Team Vampire gaat dit seizoen voor goud

30 mei 2022

Ze zijn niet vies van een beetje avontuur en bovendien besmet met een tomeloze ambitie. In combinatie met een nieuwe motor met een nóg grotere cilinderinhoud jaagt het vijfkoppige team Vampire uit Neede dit jaar op goud.

Het moet gaan werken: de compleet nieuwe Brad Anderson V8-motor (de grootste Hemi die er momenteel in Europa is, met 9,6 liter cilinderinhoud) én een nieuw chassis. Deze ingrepen waren nodig om het onderscheidend vermogen te behouden op de concurrent, vertelt teamlid Remi Vreemann. Maar eigenlijk kan niemand voorspellen hoe het zal gaan over een heel seizoen, want zelfs in Amerika is er geen trekker die met een motor samenstelling als die van hen rijdt. “In deze klasse rijdt de meerderheid met een V8-motor; op het oog lijken ze hetzelfde, maar de onderliggende verschillen zijn groot. Ieder team heeft een eigen visie op de motorsamenstelling en daarmee de karakteristiek. Wij hebben met onze grote cilinderinhoud een toerental beperking, maar daarentegen wel veel trekkracht. Een positieve uitwerking van dit concept is zeer afhankelijk van de baanomstandigheden. Het moet over een heel seizoen uitwijzen wie de juiste strategie heeft gekozen. Bovendien doen wij het graag net even anders dan anderen.”

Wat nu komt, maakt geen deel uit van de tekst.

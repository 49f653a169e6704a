//! Resilient client for the SimplyCRM REST API.
//!
//! Every backend call goes through [`ApiClient::request`]. It attaches the
//! session token, obtains a CSRF token for state-changing methods, and
//! applies the retry rules in [`super::policy`]: one resubmission after a
//! CSRF rejection, bounded backoff for throttling, and session expiry on 401.
//! Callers only ever see the final outcome.

use std::sync::Arc;

use reqwest::header::{self, HeaderMap};
use reqwest::{Client, Method, StatusCode};
use serde::{de::DeserializeOwned, Serialize};
use tracing::{debug, warn};

use crate::auth::{token_from_parts, SessionContext, CSRF_HEADER};
use crate::config::ClientConfig;
use crate::notify::{Notification, NotificationBus};

use super::policy::{self, AttemptState, Decision, Outcome, RetryPolicy};
use super::ApiError;

// ============================================================================
// Constants
// ============================================================================

/// Scheme for the `Authorization` header (Django REST framework token auth).
const AUTH_SCHEME: &str = "Token";

const REQUESTED_WITH_HEADER: &str = "X-Requested-With";
const REQUESTED_WITH_VALUE: &str = "XMLHttpRequest";

const RETRY_AFTER_HEADER: &str = "Retry-After";

/// Query parameters and JSON body of a request.
///
/// The body is serialized once so every resubmission sends identical bytes.
#[derive(Debug, Clone, Default)]
pub struct RequestOptions {
    pub query: Vec<(String, String)>,
    pub body: Option<Vec<u8>>,
}

impl RequestOptions {
    pub fn new() -> Self {
        Self::default()
    }

    pub fn query(mut self, key: impl Into<String>, value: impl Into<String>) -> Self {
        self.query.push((key.into(), value.into()));
        self
    }

    pub fn json<B: Serialize + ?Sized>(mut self, body: &B) -> Result<Self, ApiError> {
        self.body = Some(serde_json::to_vec(body)?);
        Ok(self)
    }
}

/// A fully read response.
#[derive(Debug, Clone)]
pub struct ApiResponse {
    status: StatusCode,
    headers: HeaderMap,
    body: Vec<u8>,
}

impl ApiResponse {
    async fn read(response: reqwest::Response) -> Result<Self, ApiError> {
        let status = response.status();
        let headers = response.headers().clone();
        let body = response.bytes().await?.to_vec();
        Ok(Self {
            status,
            headers,
            body,
        })
    }

    pub fn status(&self) -> StatusCode {
        self.status
    }

    pub fn headers(&self) -> &HeaderMap {
        &self.headers
    }

    pub fn body(&self) -> &[u8] {
        &self.body
    }

    pub fn text(&self) -> String {
        String::from_utf8_lossy(&self.body).into_owned()
    }

    pub fn json<T: DeserializeOwned>(&self) -> Result<T, ApiError> {
        Ok(serde_json::from_slice(&self.body)?)
    }

    /// Server-supplied wait in seconds, if any.
    pub fn retry_after(&self) -> Option<u64> {
        self.headers
            .get(RETRY_AFTER_HEADER)
            .and_then(|v| v.to_str().ok())
            .and_then(policy::parse_retry_after)
    }

    /// Classify for the retry policy. A 403 only counts as a CSRF rejection
    /// when the request actually carried a CSRF token.
    fn outcome(&self, sent_csrf: bool) -> Outcome {
        let detail = if sent_csrf && self.status == StatusCode::FORBIDDEN {
            Some(ApiError::detail_from_body(&self.body))
        } else {
            None
        };
        policy::classify(self.status, detail.as_deref(), self.retry_after())
    }

    fn into_error(self) -> ApiError {
        ApiError::from_response(self.status, self.retry_after(), &self.body)
    }
}

/// API client for SimplyCRM.
/// Clone is cheap - the reqwest pool and the session are shared.
#[derive(Clone)]
pub struct ApiClient {
    http: Client,
    base_url: String,
    csrf_path: String,
    policy: RetryPolicy,
    session: Arc<SessionContext>,
    notifications: NotificationBus,
}

impl ApiClient {
    pub fn new(
        config: &ClientConfig,
        session: Arc<SessionContext>,
        notifications: NotificationBus,
    ) -> Result<Self, ApiError> {
        let base_url = config.resolve_base_url()?;
        // The cookie jar keeps Django's `csrftoken` cookie paired with the header.
        let http = Client::builder()
            .cookie_store(true)
            .timeout(config.timeout)
            .build()?;

        Ok(Self {
            http,
            base_url: base_url.as_str().trim_end_matches('/').to_string(),
            csrf_path: config.csrf_path.clone(),
            policy: RetryPolicy::from_config(config),
            session,
            notifications,
        })
    }

    pub fn session(&self) -> &Arc<SessionContext> {
        &self.session
    }

    pub fn notifications(&self) -> &NotificationBus {
        &self.notifications
    }

    pub fn policy(&self) -> RetryPolicy {
        self.policy
    }

    pub fn base_url(&self) -> &str {
        &self.base_url
    }

    pub fn url_for(&self, path: &str) -> String {
        format!("{}/{}", self.base_url, path.trim_start_matches('/'))
    }

    /// Send a request, handling auth, CSRF and transient failures.
    ///
    /// Resolves with the first successful response. Fails with the error of
    /// the last response once no retry rule applies, or with
    /// `ApiError::Network` when no response arrived at all (including
    /// client-side timeouts, which are not retried).
    pub async fn request(
        &self,
        method: Method,
        path: &str,
        options: RequestOptions,
    ) -> Result<ApiResponse, ApiError> {
        let url = self.url_for(path);
        let mut attempt = AttemptState::with_fingerprint(policy::fingerprint(
            &method,
            path,
            &options.query,
            options.body.as_deref(),
        ));
        debug!(
            method = %method,
            url = %url,
            fingerprint = attempt.fingerprint.as_deref().unwrap_or_default(),
            "Dispatching request"
        );

        loop {
            let csrf_token = if policy::is_safe_method(&method) {
                None
            } else {
                Some(self.csrf_token().await.map_err(|e| match e {
                    ApiError::CsrfUnavailable(cause) if matches!(*cause, ApiError::Unauthorized) => {
                        ApiError::Unauthorized
                    }
                    other => other,
                })?)
            };

            let response = self
                .send_once(&method, &url, &options, csrf_token.as_deref())
                .await?;
            let outcome = response.outcome(csrf_token.is_some());
            if outcome == Outcome::Success {
                self.absorb_csrf_token(&response);
            }

            let decision = self.policy.decide(&attempt, &outcome);
            match decision {
                Decision::Resolve => return Ok(response),
                Decision::ExpireSession => {
                    self.expire_session();
                    return Err(ApiError::Unauthorized);
                }
                Decision::RetryWithFreshCsrf => {
                    warn!(url = %url, "CSRF token rejected, refreshing and resubmitting once");
                    if let Some(stale) = csrf_token.as_deref() {
                        self.session.csrf().invalidate(stale);
                    }
                }
                Decision::Backoff { retry, delay } => {
                    let retry_after = response.retry_after();
                    self.notifications.publish(Notification::throttled(retry_after));
                    warn!(
                        url = %url,
                        status = response.status().as_u16(),
                        retry,
                        backoff_ms = delay.as_millis() as u64,
                        "Throttled, backing off"
                    );
                    tokio::time::sleep(delay).await;
                }
                Decision::Fail => {
                    if let Outcome::Throttled { retry_after } = outcome {
                        self.notifications.publish(Notification::throttled(retry_after));
                        warn!(url = %url, retries = attempt.retry_count, "Throttled, retry limit reached");
                    }
                    return Err(response.into_error());
                }
            }
            attempt.advance(&decision);
        }
    }

    async fn send_once(
        &self,
        method: &Method,
        url: &str,
        options: &RequestOptions,
        csrf_token: Option<&str>,
    ) -> Result<ApiResponse, ApiError> {
        let mut builder = self.http.request(method.clone(), url);
        if !options.query.is_empty() {
            builder = builder.query(&options.query);
        }
        if let Some(token) = self.session.tokens().get() {
            builder = builder.header(header::AUTHORIZATION, format!("{} {}", AUTH_SCHEME, token));
        }
        if let Some(csrf) = csrf_token {
            builder = builder
                .header(CSRF_HEADER, csrf)
                .header(REQUESTED_WITH_HEADER, REQUESTED_WITH_VALUE);
        }
        if let Some(body) = &options.body {
            builder = builder
                .header(header::CONTENT_TYPE, "application/json")
                .body(body.clone());
        }

        let response = builder.send().await.map_err(|e| {
            warn!(url = url, timeout = e.is_timeout(), error = %e, "Request failed without a response");
            ApiError::from(e)
        })?;
        ApiResponse::read(response).await
    }

    /// Cached CSRF token, or the result of the single shared refresh.
    ///
    /// A 401 from the token endpoint expires the session that was sent with
    /// it, so the next refresh goes out anonymously.
    pub async fn csrf_token(&self) -> Result<String, ApiError> {
        let http = self.http.clone();
        let url = self.url_for(&self.csrf_path);
        let session_token = self.session.tokens().get();
        let sent_token = session_token.clone();

        let result = self
            .session
            .csrf()
            .token_or_refresh(move || fetch_csrf_token(http, url, session_token))
            .await;

        result.map_err(|e| {
            if let (ApiError::Unauthorized, Some(stale)) = (&*e, sent_token.as_deref()) {
                self.expire_stale_session(stale);
            }
            ApiError::CsrfUnavailable(e)
        })
    }

    fn absorb_csrf_token(&self, response: &ApiResponse) {
        if let Some(token) = token_from_parts(response.headers(), response.body()) {
            if self.session.csrf().current().as_deref() != Some(token.as_str()) {
                debug!("Response carried a fresh CSRF token");
            }
            self.session.csrf().store(token);
        }
    }

    fn expire_session(&self) {
        warn!("Session expired, clearing token");
        if let Err(e) = self.session.tokens().clear() {
            warn!(error = %e, "Failed to clear persisted session token");
        }
        self.notifications.publish(Notification::session_expired());
    }

    /// Expire the session only if it still holds `stale`; callers sharing
    /// one failed refresh notify once between them.
    fn expire_stale_session(&self, stale: &str) {
        match self.session.tokens().clear_if(stale) {
            Ok(false) => return,
            Ok(true) => {}
            Err(e) => warn!(error = %e, "Failed to clear persisted session token"),
        }
        warn!("Session expired while refreshing CSRF token, clearing token");
        self.notifications.publish(Notification::session_expired());
    }

    // ===== Convenience Methods =====

    pub async fn get(&self, path: &str) -> Result<ApiResponse, ApiError> {
        self.request(Method::GET, path, RequestOptions::new()).await
    }

    pub async fn delete(&self, path: &str) -> Result<ApiResponse, ApiError> {
        self.request(Method::DELETE, path, RequestOptions::new()).await
    }

    pub async fn get_json<T: DeserializeOwned>(&self, path: &str) -> Result<T, ApiError> {
        self.get(path).await?.json()
    }

    pub async fn post_json<T, B>(&self, path: &str, body: &B) -> Result<T, ApiError>
    where
        T: DeserializeOwned,
        B: Serialize + ?Sized,
    {
        self.send_json(Method::POST, path, body).await
    }

    pub async fn put_json<T, B>(&self, path: &str, body: &B) -> Result<T, ApiError>
    where
        T: DeserializeOwned,
        B: Serialize + ?Sized,
    {
        self.send_json(Method::PUT, path, body).await
    }

    pub async fn patch_json<T, B>(&self, path: &str, body: &B) -> Result<T, ApiError>
    where
        T: DeserializeOwned,
        B: Serialize + ?Sized,
    {
        self.send_json(Method::PATCH, path, body).await
    }

    async fn send_json<T, B>(&self, method: Method, path: &str, body: &B) -> Result<T, ApiError>
    where
        T: DeserializeOwned,
        B: Serialize + ?Sized,
    {
        let options = RequestOptions::new().json(body)?;
        self.request(method, path, options).await?.json()
    }
}

/// GET the token endpoint; never carries a CSRF header itself.
async fn fetch_csrf_token(
    http: Client,
    url: String,
    session_token: Option<String>,
) -> Result<String, ApiError> {
    debug!(url = %url, "Refreshing CSRF token");

    let mut builder = http
        .get(&url)
        .header(REQUESTED_WITH_HEADER, REQUESTED_WITH_VALUE);
    if let Some(token) = session_token {
        builder = builder.header(header::AUTHORIZATION, format!("{} {}", AUTH_SCHEME, token));
    }

    let response = ApiResponse::read(builder.send().await?).await?;
    if !response.status().is_success() {
        return Err(response.into_error());
    }
    token_from_parts(response.headers(), response.body())
        .ok_or_else(|| ApiError::InvalidResponse("CSRF endpoint returned no token".to_string()))
}
use anyhow::{Context, Result};
use keyring::Entry;

use super::session::{TokenPersistence, TOKEN_STORAGE_KEY};

const SERVICE_NAME: &str = "simplycrm";

/// Session token kept in the OS keychain instead of a plain file.
#[derive(Debug, Clone)]
pub struct KeyringTokenStore {
    service: String,
}

impl Default for KeyringTokenStore {
    fn default() -> Self {
        Self::new(SERVICE_NAME)
    }
}

impl KeyringTokenStore {
    pub fn new(service: impl Into<String>) -> Self {
        Self {
            service: service.into(),
        }
    }

    fn entry(&self) -> Result<Entry> {
        Entry::new(&self.service, TOKEN_STORAGE_KEY).context("Failed to create keyring entry")
    }
}

impl TokenPersistence for KeyringTokenStore {
    fn load(&self) -> Result<Option<String>> {
        match self.entry()?.get_password() {
            Ok(token) => Ok(Some(token)),
            Err(keyring::Error::NoEntry) => Ok(None),
            Err(e) => Err(e).context("Failed to retrieve token from keychain"),
        }
    }

    fn save(&self, token: &str) -> Result<()> {
        self.entry()?
            .set_password(token)
            .context("Failed to store token in keychain")
    }

    fn clear(&self) -> Result<()> {
        match self.entry()?.delete_credential() {
            Ok(()) | Err(keyring::Error::NoEntry) => Ok(()),
            Err(e) => Err(e).context("Failed to delete token from keychain"),
        }
    }
}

De Vampire deed het de afgelopen jaren zeker niet slecht. In 2016 werd het team Nederlands kampioen, in 2017 derde, in 2018 tweede en in 2019 eindigde het team opnieuw als derde. Tijd dus om het goud weer in handen te krijgen, vindt Remi. “Niet dat het zal meevallen, want de Mini Unlimiteds-klasse kent veel ambitieuze teams. De top is inmiddels erg breed waarmee het pittig concurreren is, een podiumplaats behalen is dus niet meer zo vanzelfsprekend. Daarmee is de competitie echt veranderd. Waar je vroeger bijvoorbeeld gerust een heel seizoen met dezelfde banden reed, wordt ook hier heel zorgvuldig naar gekeken. De klasse is dus veranderd, maar daarmee ook alleen maar leuker en uitdagender geworden, wat ons betreft.”

De prestaties liggen tegenwoordig zo hoog dat je echt de grens van de techniek moet opzoeken om het podium te halen, en daarbij ga je ook eenvoudig over de grens met schade of een lagere klassering tot gevolg. Wil je meestrijden voor het kampioenschap, dan zit het venijn in de details. “Voor diegenen in het publiek die onwetend zijn over technische details, maakt dat niet zoveel uit. Want in deze klasse is sensatie gegarandeerd. De verhouding vermogen/gewicht is extreem, met veel spektakel als gevolg. Superleuk om te zien dus.”

Hoewel hij hoopt op klinkende baansuccessen in de nabije toekomst, weet Remi inmiddels ook dat pech in een klein hoekje kan zitten. In hun debuut met de V8 motor in 2013 ging het gelijk de eerste wedstrijd mis door een fout in het brandstofsysteem. Hierdoor werden in de gloednieuwe motor binnen tien meter alle bewegende onderdelen afgeschreven. “Een enorme tegenvaller, maar daar moet je tegen kunnen in deze sport. We hebben geleerd om nooit bij de pakken neer te gaan zitten en vooruit te blijven kijken. Doorpakken dus!”